=== Section Start ===
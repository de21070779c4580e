//! Savor daemon - restaurant recommendation backend.
//!
//! Aggregates a business directory and an LLM web-search agent, merges
//! and ranks results, and serves them over HTTP.

use std::sync::Arc;

use anyhow::Result;
use tracing::{info, Level};

use savor_common::{Cache, MemoryCache, ServiceConfig};
use savord::agent::{HttpSearchAgent, SearchAgent};
use savord::directory::{Directory, HttpDirectory};
use savord::listings::ListingService;
use savord::recommender::RecommenderService;
use savord::server::{run, AppState};
use savord::warmup::warm_partner_list;

#[tokio::main]
async fn main() -> Result<()> {
    // Initialize logging
    tracing_subscriber::fmt()
        .with_max_level(Level::INFO)
        .init();

    info!("Savor daemon v{} starting", env!("CARGO_PKG_VERSION"));

    let config = ServiceConfig::from_env();

    let directory: Arc<dyn Directory> = Arc::new(HttpDirectory::new(&config.directory)?);
    let agent: Arc<dyn SearchAgent> = Arc::new(HttpSearchAgent::new(config.agent.clone())?);
    let cache: Arc<dyn Cache> = Arc::new(MemoryCache::new());

    let listings = Arc::new(ListingService::new(directory.clone()));
    let recommender = Arc::new(RecommenderService::new(
        directory,
        agent,
        cache.clone(),
    ));

    // The partner list must resolve before the server comes up.
    warm_partner_list(cache.as_ref(), &listings).await?;

    let state = AppState::new(listings, recommender, cache);
    run(state, &config.bind_addr).await
}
=== Section End ===
_YOUR OBJECTIVE_
Reproduce all of the entries word for word.

_RESPONSE FOR THIS EXERCISE_
repository de21070779c4580e
//! Savor daemon - restaurant recommendation backend.
//!
//! Aggregates a business directory and an LLM web-search agent, merges
//! and ranks results, and serves them over HTTP.

use std::sync::Arc;

use anyhow::Result;
use tracing::{info, Level};

use savor_common::{Cache, MemoryCache, ServiceConfig};
use savord::agent::{HttpSearchAgent, SearchAgent};
use savord::directory::{Directory, HttpDirectory};
use savord::listings::ListingService;
use savord::recommender::RecommenderService;
use savord::server::{run, AppState};
use savord::warmup::warm_partner_list;

#[tokio::main]
async fn main() -> Result<()> {
    // Initialize logging
    tracing_subscriber::fmt()
        .with_max_level(Level::INFO)
        .init();

    info!("Savor daemon v{} starting", env!("CARGO_PKG_VERSION"));

    let config = ServiceConfig::from_env();

    let directory: Arc<dyn Directory> = Arc::new(HttpDirectory::new(&config.directory)?);
    let agent: Arc<dyn SearchAgent> = Arc::new(HttpSearchAgent::new(config.agent.clone())?);
    let cache: Arc<dyn Cache> = Arc::new(MemoryCache::new());

    let listings = Arc::new(ListingService::new(directory.clone()));
    let recommender = Arc::new(RecommenderService::new(
        directory,
        agent,
        cache.clone(),
    ));

    // The partner list must resolve before the server comes up.
    warm_partner_list(cache.as_ref(), &listings).await?;

    let state = AppState::new(listings, recommender, cache);
    run(state, &config.bind_addr).await
}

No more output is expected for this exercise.